*** Opening Provided data ***

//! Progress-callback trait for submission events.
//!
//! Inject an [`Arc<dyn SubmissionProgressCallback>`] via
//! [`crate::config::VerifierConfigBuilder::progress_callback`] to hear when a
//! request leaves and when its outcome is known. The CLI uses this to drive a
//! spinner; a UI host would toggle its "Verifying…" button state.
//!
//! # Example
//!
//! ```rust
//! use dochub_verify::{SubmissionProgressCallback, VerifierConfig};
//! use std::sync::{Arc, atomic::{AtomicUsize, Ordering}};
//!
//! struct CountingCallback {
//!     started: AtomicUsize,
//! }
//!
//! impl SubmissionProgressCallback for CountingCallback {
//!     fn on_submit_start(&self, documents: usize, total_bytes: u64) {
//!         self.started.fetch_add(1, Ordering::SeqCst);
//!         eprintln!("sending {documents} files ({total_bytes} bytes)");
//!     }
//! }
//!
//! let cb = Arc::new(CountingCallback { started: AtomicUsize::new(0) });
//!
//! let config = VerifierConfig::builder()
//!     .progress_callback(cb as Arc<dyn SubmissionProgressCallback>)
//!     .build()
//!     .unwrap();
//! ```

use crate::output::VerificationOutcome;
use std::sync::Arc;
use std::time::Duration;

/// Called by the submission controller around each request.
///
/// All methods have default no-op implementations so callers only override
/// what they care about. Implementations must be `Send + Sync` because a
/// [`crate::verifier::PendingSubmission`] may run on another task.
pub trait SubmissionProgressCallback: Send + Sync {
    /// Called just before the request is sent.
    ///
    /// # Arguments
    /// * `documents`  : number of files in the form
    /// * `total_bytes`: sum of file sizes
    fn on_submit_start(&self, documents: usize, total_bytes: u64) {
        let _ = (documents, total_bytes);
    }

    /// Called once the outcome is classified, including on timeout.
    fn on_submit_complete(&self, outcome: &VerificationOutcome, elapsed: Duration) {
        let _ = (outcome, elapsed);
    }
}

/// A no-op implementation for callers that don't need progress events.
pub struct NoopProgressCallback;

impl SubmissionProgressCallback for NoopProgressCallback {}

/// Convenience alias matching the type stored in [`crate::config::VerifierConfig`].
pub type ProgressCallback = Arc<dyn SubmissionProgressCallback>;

*** Closing Provided data ***

Problem description » Repeat all of the material, exactly as it reads.

Your solution »
//! Progress-callback trait for submission events.
//!
//! Inject an [`Arc<dyn SubmissionProgressCallback>`] via
//! [`crate::config::VerifierConfigBuilder::progress_callback`] to hear when a
//! request leaves and when its outcome is known. The CLI uses this to drive a
//! spinner; a UI host would toggle its "Verifying…" button state.
//!
//! # Example
//!
//! ```rust
//! use dochub_verify::{SubmissionProgressCallback, VerifierConfig};
//! use std::sync::{Arc, atomic::{AtomicUsize, Ordering}};
//!
//! struct CountingCallback {
//!     started: AtomicUsize,
//! }
//!
//! impl SubmissionProgressCallback for CountingCallback {
//!     fn on_submit_start(&self, documents: usize, total_bytes: u64) {
//!         self.started.fetch_add(1, Ordering::SeqCst);
//!         eprintln!("sending {documents} files ({total_bytes} bytes)");
//!     }
//! }
//!
//! let cb = Arc::new(CountingCallback { started: AtomicUsize::new(0) });
//!
//! let config = VerifierConfig::builder()
//!     .progress_callback(cb as Arc<dyn SubmissionProgressCallback>)
//!     .build()
//!     .unwrap();
//! ```

use crate::output::VerificationOutcome;
use std::sync::Arc;
use std::time::Duration;

/// Called by the submission controller around each request.
///
/// All methods have default no-op implementations so callers only override
/// what they care about. Implementations must be `Send + Sync` because a
/// [`crate::verifier::PendingSubmission`] may run on another task.
pub trait SubmissionProgressCallback: Send + Sync {
    /// Called just before the request is sent.
    ///
    /// # Arguments
    /// * `documents`  : number of files in the form
    /// * `total_bytes`: sum of file sizes
    fn on_submit_start(&self, documents: usize, total_bytes: u64) {
        let _ = (documents, total_bytes);
    }

    /// Called once the outcome is classified, including on timeout.
    fn on_submit_complete(&self, outcome: &VerificationOutcome, elapsed: Duration) {
        let _ = (outcome, elapsed);
    }
}

/// A no-op implementation for callers that don't need progress events.
pub struct NoopProgressCallback;

impl SubmissionProgressCallback for NoopProgressCallback {}

/// Convenience alias matching the type stored in [`crate::config::VerifierConfig`].
pub type ProgressCallback = Arc<dyn SubmissionProgressCallback>;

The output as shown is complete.